State Central Library of Kerala, also known as Thiruvananthapuram Public Library, is a public library in Thiruvananthapuram, the capital of Kerala.

== History ==
The library was established in 1829 during the reign of King Swathi Thirunal of Travancore. The work of starting and organising the library was entrusted to Edward Cadogan, a British resident and the grandson of British Museum founder Hans Sloane. Cadogan was the first president of the Thiruvananthapuram Public Library committee, which managed the affairs of the library. At that time, only a privileged class who were called to attend the Durbar of the king was allowed admission to the library. In 1898 it was opened to the public and became known as "Thiruvananthapuram People’s Library".

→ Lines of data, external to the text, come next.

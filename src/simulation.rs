//! Simulation Context
//!
//! Owns the network state and the RNG driving it. One call to [`Simulation::tick`]
//! performs a full simulation step and yields the snapshot to broadcast.

use rand::rngs::StdRng;
use rand::{Rng, SeedableRng};
use tracing::debug;

use crate::config::MonitorConfig;
use crate::network_state::NetworkState;
use crate::snapshot::SnapshotBuilder;
use crate::types::{ParticipantId, Snapshot};
use crate::violations::{ViolationInjector, ViolationReport};

/// Round durations are drawn from [MIN, MAX) seconds
pub const MIN_ROUND_TIME: f64 = 1.8;
pub const MAX_ROUND_TIME: f64 = 2.2;

/// New participants observed per round
pub const MIN_NEW_PARTICIPANTS: usize = 10;
pub const MAX_NEW_PARTICIPANTS: usize = 50;

/// Nodes joining (or leaving) per round
pub const MAX_NODE_CHURN: i64 = 5;

/// Gini coefficient moves by at most half this per round
pub const GINI_DRIFT: f64 = 0.001;

/// Result of a single tick
#[derive(Debug, Clone)]
pub struct TickOutcome {
    pub snapshot: Snapshot,
    pub violations: ViolationReport,
}

/// Owned simulation context
pub struct Simulation {
    state: NetworkState,
    rng: StdRng,
    injector: ViolationInjector,
    builder: SnapshotBuilder,
}

impl Simulation {
    /// Create a simulation; seeded when the config carries an RNG seed
    pub fn new(config: &MonitorConfig) -> Self {
        let rng = match config.rng_seed {
            Some(seed) => StdRng::seed_from_u64(seed),
            None => StdRng::from_entropy(),
        };
        Self::with_rng(config, rng)
    }

    pub fn with_rng(config: &MonitorConfig, mut rng: StdRng) -> Self {
        let state = NetworkState::new(config, &mut rng);

        Self {
            state,
            rng,
            injector: ViolationInjector::new(
                config.safety_violation_probability,
                config.liveness_violation_probability,
            ),
            builder: SnapshotBuilder::new(config.nakamoto_consensus, config.snapshot_sample_size),
        }
    }

    /// Advance the network by one round and build its snapshot
    pub fn tick(&mut self) -> TickOutcome {
        let round = self.state.advance_round();

        let round_time = self.rng.gen_range(MIN_ROUND_TIME..MAX_ROUND_TIME);
        self.state.record_round_time(round_time);

        let tx_count = self.rng.gen_range(MIN_NEW_PARTICIPANTS..=MAX_NEW_PARTICIPANTS);
        let participants: Vec<ParticipantId> = (0..tx_count).map(|_| self.rng.gen()).collect();
        let new_participants = self.state.record_participants(participants);

        let churn = self.rng.gen_range(-MAX_NODE_CHURN..=MAX_NODE_CHURN);
        self.state.adjust_network_nodes(churn);

        let drift = (self.rng.gen::<f64>() - 0.5) * GINI_DRIFT;
        self.state.perturb_gini(drift);

        let violations = self.injector.inject(&mut self.state, &mut self.rng);

        self.state.registry.apply_periodic_update(round, &mut self.rng);

        let snapshot = self.builder.build(&self.state, &mut self.rng);

        debug!(
            "Round {}: {:.3}s, +{} participants, {} nodes, nakamoto_stake={}",
            round,
            round_time,
            new_participants,
            self.state.total_network_nodes(),
            snapshot.decentralization_security.nakamoto_stake
        );

        TickOutcome { snapshot, violations }
    }

    pub fn state(&self) -> &NetworkState {
        &self.state
    }

    #[cfg(test)]
    pub(crate) fn state_mut(&mut self) -> &mut NetworkState {
        &mut self.state
    }
}
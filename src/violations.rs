//! Violation Injector
//!
//! Simulates protocol faults once per tick.
//!
//! - **Safety**: a provable breach. Increments the safety counter and slashes
//!   one validator.
//! - **Liveness**: a stalled round. Increments the liveness counter and records
//!   1-5 blame messages.
//!
//! The two rolls are independent and may both fire on the same tick.

use rand::Rng;
use tracing::warn;

use crate::network_state::NetworkState;

/// Blame messages recorded per liveness violation
pub const MIN_BLAME_MESSAGES: u64 = 1;
pub const MAX_BLAME_MESSAGES: u64 = 5;

/// What fired on a single tick
#[derive(Debug, Clone, Default, PartialEq, Eq)]
pub struct ViolationReport {
    /// Safety violation detected this tick
    pub safety: bool,

    /// Validator slashed by the safety violation (None if registry was empty)
    pub slashed: Option<String>,

    /// Liveness violation detected this tick
    pub liveness: bool,

    /// Blame messages recorded for the liveness violation
    pub blame_messages: u64,
}

impl ViolationReport {
    pub fn is_empty(&self) -> bool {
        !self.safety && !self.liveness
    }
}

/// Per-tick fault injector
#[derive(Debug, Clone, Copy)]
pub struct ViolationInjector {
    safety_probability: f64,
    liveness_probability: f64,
}

impl ViolationInjector {
    pub fn new(safety_probability: f64, liveness_probability: f64) -> Self {
        Self {
            safety_probability: safety_probability.clamp(0.0, 1.0),
            liveness_probability: liveness_probability.clamp(0.0, 1.0),
        }
    }

    /// Roll both checks and apply their effects to `state`
    pub fn inject<R: Rng + ?Sized>(&self, state: &mut NetworkState, rng: &mut R) -> ViolationReport {
        let mut report = ViolationReport::default();

        if rng.gen_bool(self.safety_probability) {
            state.safety_violations += 1;
            report.safety = true;
            warn!("🚨 Simulated SAFETY VIOLATION at round {}", state.round());

            report.slashed = state.registry.slash_random(rng);
            if let Some(id) = &report.slashed {
                warn!("🔪 Validator {}... slashed", &id[..id.len().min(12)]);
            }
        }

        if rng.gen_bool(self.liveness_probability) {
            let blame = rng.gen_range(MIN_BLAME_MESSAGES..=MAX_BLAME_MESSAGES);
            state.liveness_violations += 1;
            state.blame_messages += blame;
            report.liveness = true;
            report.blame_messages = blame;
            warn!(
                "⚠️ Simulated LIVENESS VIOLATION at round {} ({} blame messages)",
                state.round(),
                blame
            );
        }

        report
    }
}

impl Default for ViolationInjector {
    fn default() -> Self {
        Self::new(0.0005, 0.01)
    }
}

#[cfg(test)]
mod tests {
    use super::*;
    use crate::config::MonitorConfig;
    use crate::types::ValidatorStatus;
    use rand::rngs::StdRng;
    use rand::SeedableRng;

    fn state(rng: &mut StdRng) -> NetworkState {
        NetworkState::new(&MonitorConfig::default(), rng)
    }

    #[test]
    fn test_forced_safety_violation() {
        let mut rng = StdRng::seed_from_u64(1);
        let mut state = state(&mut rng);
        let before = state.registry.stakes();

        let report = ViolationInjector::new(1.0, 0.0).inject(&mut state, &mut rng);

        assert!(report.safety);
        assert!(!report.liveness);
        assert_eq!(state.safety_violations, 1);
        assert_eq!(state.liveness_violations, 0);

        let slashed: Vec<_> = state.registry.iter().filter(|v| v.is_slashed()).collect();
        assert_eq!(slashed.len(), 1);
        assert_eq!(Some(&slashed[0].id), report.slashed.as_ref());

        let changed: Vec<_> = state
            .registry
            .stakes()
            .into_iter()
            .zip(before)
            .filter(|(after, before)| after != before)
            .collect();
        assert_eq!(changed.len(), 1);
        assert!((changed[0].0 - changed[0].1 * 0.95).abs() < 1e-6);
    }

    #[test]
    fn test_forced_liveness_violation() {
        let mut rng = StdRng::seed_from_u64(2);
        let mut state = state(&mut rng);

        for _ in 0..50 {
            let report = ViolationInjector::new(0.0, 1.0).inject(&mut state, &mut rng);
            assert!(report.liveness);
            assert!((MIN_BLAME_MESSAGES..=MAX_BLAME_MESSAGES).contains(&report.blame_messages));
        }

        assert_eq!(state.liveness_violations, 50);
        assert!(state.blame_messages >= 50 && state.blame_messages <= 250);
        assert_eq!(state.safety_violations, 0);
        assert!(state.registry.iter().all(|v| v.status != ValidatorStatus::Slashed));
    }

    #[test]
    fn test_both_may_fire() {
        let mut rng = StdRng::seed_from_u64(3);
        let mut state = state(&mut rng);

        let report = ViolationInjector::new(1.0, 1.0).inject(&mut state, &mut rng);
        assert!(report.safety && report.liveness);
        assert_eq!(state.safety_violations, 1);
        assert_eq!(state.liveness_violations, 1);
    }

    #[test]
    fn test_never_fires() {
        let mut rng = StdRng::seed_from_u64(4);
        let mut state = state(&mut rng);

        for _ in 0..1_000 {
            assert!(ViolationInjector::new(0.0, 0.0).inject(&mut state, &mut rng).is_empty());
        }
    }

    #[test]
    fn test_safety_on_empty_registry() {
        let mut rng = StdRng::seed_from_u64(5);
        let config = MonitorConfig {
            total_master_nodes: 0,
            initial_network_nodes: 0,
            ..MonitorConfig::default()
        };
        let mut state = NetworkState::new(&config, &mut rng);

        let report = ViolationInjector::new(1.0, 0.0).inject(&mut state, &mut rng);
        assert!(report.safety);
        assert!(report.slashed.is_none());
        assert_eq!(state.safety_violations, 1);
    }
}
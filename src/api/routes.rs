//! API Routes
//!
//! HTTP endpoints and the `/ws` event channel

use axum::{
    extract::ws::{Message, WebSocket, WebSocketUpgrade},
    extract::State,
    http::{header, StatusCode},
    response::{IntoResponse, Response},
    routing::get,
    Json, Router,
};
use std::sync::Arc;
use tokio_util::sync::CancellationToken;
use tower::ServiceBuilder;
use tower_http::{cors::CorsLayer, trace::TraceLayer};
use tracing::{debug, info, warn};

use crate::api::Metrics;
use crate::broadcast::Broadcaster;
use crate::config::MonitorConfig;
use crate::types::ServerEvent;

/// Shared API state
pub struct ApiState {
    pub config: Arc<MonitorConfig>,
    pub broadcaster: Arc<Broadcaster>,
    pub metrics: Arc<Metrics>,
    pub started_at: chrono::DateTime<chrono::Utc>,
}

/// Build the router (separate from serving so it can be exercised in tests)
pub fn router(state: Arc<ApiState>) -> Router {
    Router::new()
        // Event channel
        .route("/ws", get(ws_handler))

        // Health & Status
        .route("/health", get(health_check))
        .route("/status", get(get_status))
        .route("/snapshot", get(get_snapshot))

        // Metrics
        .route("/metrics", get(get_metrics_prometheus))
        .route("/metrics/json", get(get_metrics_json))

        .with_state(state)
        .layer(
            ServiceBuilder::new()
                .layer(TraceLayer::new_for_http())
                .layer(CorsLayer::permissive()),
        )
}

/// Run the HTTP API server until `shutdown` is cancelled
pub async fn run_api_server(
    config: Arc<MonitorConfig>,
    broadcaster: Arc<Broadcaster>,
    metrics: Arc<Metrics>,
    shutdown: CancellationToken,
) -> anyhow::Result<()> {
    let state = Arc::new(ApiState {
        config: config.clone(),
        broadcaster,
        metrics,
        started_at: chrono::Utc::now(),
    });

    let app = router(state);

    let addr = std::net::SocketAddr::from(([0, 0, 0, 0], config.api_port));
    info!("📊 HTTP API listening on {}", addr);

    let listener = tokio::net::TcpListener::bind(addr).await?;
    axum::serve(listener, app)
        .with_graceful_shutdown(async move { shutdown.cancelled().await })
        .await?;

    Ok(())
}

/// GET /ws - Subscribe to `network_update` events
async fn ws_handler(
    ws: WebSocketUpgrade,
    State(state): State<Arc<ApiState>>,
) -> impl IntoResponse {
    ws.on_upgrade(move |socket| stream_updates(socket, state))
}

/// Push snapshots to one client until either side goes away
async fn stream_updates(mut socket: WebSocket, state: Arc<ApiState>) {
    let mut subscription = match state.broadcaster.connect().await {
        Ok(s) => s,
        Err(e) => {
            warn!("Rejecting subscriber: {}", e);
            let _ = socket.send(Message::Close(None)).await;
            return;
        }
    };
    let id = subscription.id;

    loop {
        tokio::select! {
            update = subscription.receiver.recv() => {
                let Some(snapshot) = update else { break };

                let text = match ServerEvent::NetworkUpdate(&snapshot).to_json() {
                    Ok(text) => text,
                    Err(e) => {
                        warn!("Dropping update for subscriber {}: {}", id, e);
                        continue;
                    }
                };

                if socket.send(Message::Text(text)).await.is_err() {
                    break;
                }
            }
            inbound = socket.recv() => {
                match inbound {
                    // Push-only channel: inbound frames are ignored
                    Some(Ok(Message::Close(_))) | Some(Err(_)) | None => break,
                    Some(Ok(_)) => debug!("Ignoring inbound frame from subscriber {}", id),
                }
            }
        }
    }

    state.broadcaster.disconnect(id).await;
}

/// GET /health - Simple health check
async fn health_check() -> impl IntoResponse {
    "OK"
}

/// GET /status - Detailed status
async fn get_status(State(state): State<Arc<ApiState>>) -> impl IntoResponse {
    let broadcaster = &state.broadcaster;
    let subscribers = broadcaster.subscribers().count().await;

    let (round, validators) = {
        let simulation = broadcaster.simulation().read().await;
        let net = simulation.state();
        (net.round(), net.registry.stats())
    };

    let status = serde_json::json!({
        "status": "healthy",
        "version": env!("CARGO_PKG_VERSION"),
        "started_at": state.started_at.to_rfc3339(),
        "uptime_secs": state.metrics.uptime_secs(),
        "scheduler": broadcaster.scheduler().state(),
        "tick_interval_ms": state.config.tick_interval_ms,
        "subscribers": subscribers,
        "network": {
            "latest_consensus_round": round,
            "validators": validators,
        }
    });

    Json(status)
}

/// GET /snapshot - Most recent broadcast snapshot
async fn get_snapshot(State(state): State<Arc<ApiState>>) -> Response {
    match state.broadcaster.subscribers().latest().await {
        Some(snapshot) => (StatusCode::OK, Json(snapshot.as_ref().clone())).into_response(),
        None => (
            StatusCode::SERVICE_UNAVAILABLE,
            Json(serde_json::json!({ "error": "No snapshot yet; connect a subscriber to start the feed" })),
        )
            .into_response(),
    }
}

/// GET /metrics - Prometheus format metrics
async fn get_metrics_prometheus(State(state): State<Arc<ApiState>>) -> impl IntoResponse {
    (
        StatusCode::OK,
        [(header::CONTENT_TYPE, "text/plain; charset=utf-8")],
        state.metrics.to_prometheus(),
    )
}

/// GET /metrics/json - JSON format metrics
async fn get_metrics_json(State(state): State<Arc<ApiState>>) -> impl IntoResponse {
    Json(state.metrics.to_json())
}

Other landmarks in the history of the library:

- 1900 - Sree Moolam Thirunal constructed the present building for housing the library, which is an architectural beauty of gothic architecture, in commemoration of the Diamond Jubilee of Queen Victoria.
- 1938 - The administration of the Thiruvananthapuram Public Library was handed over to University of Travancore (now University of Kerala).
- 1948 - The state government was directed to take over the administration of the library from the university by a resolution of the state legislature.
- 1958 - The library was declared as the ‘State Central Library’ of Kerala.
- 1988 - The library was given the status of a minor department under the administrative control of Higher Education Department of Government of Kerala.
- 2005 - A New Heritage Model building was constructed within the campus for children's library.
- 2007- Online reservation and RF ID facility was introduced.
- 2016- First transgender membership card issued to Sheethal Shyam, a transgender activist.

== Sections==
1. Technical Department
2. Malayalam Library
3. English Library
4. Circulation Section (Books & Periodicals)
5. Hindi / Sanskrit Section
6. Reference Section
7. Children's Library
8. Binding Section
9. Reprographic Section
10. Closed Reference Section
11. Members Reading Room (For A & B Members only)
12. General Reading Room (For C & D Members & Non-Members)
13. Cash Section
14. Library Office
15. Internet Browsing Centre
16. Kerala Gazette Section
17. Multimedia Section
18. Digital Library
19. British Library Collection

=== Digital library ===

The library has a searchable digital collection containing 707 rare documents, in English and Malayalam, and 480 digitised books in English.

=== Children's library===

The New Heritage Model building within the campus is devoted for children's library. A multimedia section is also functioning in this building.

The library is also conducting a certificate course in library and information science.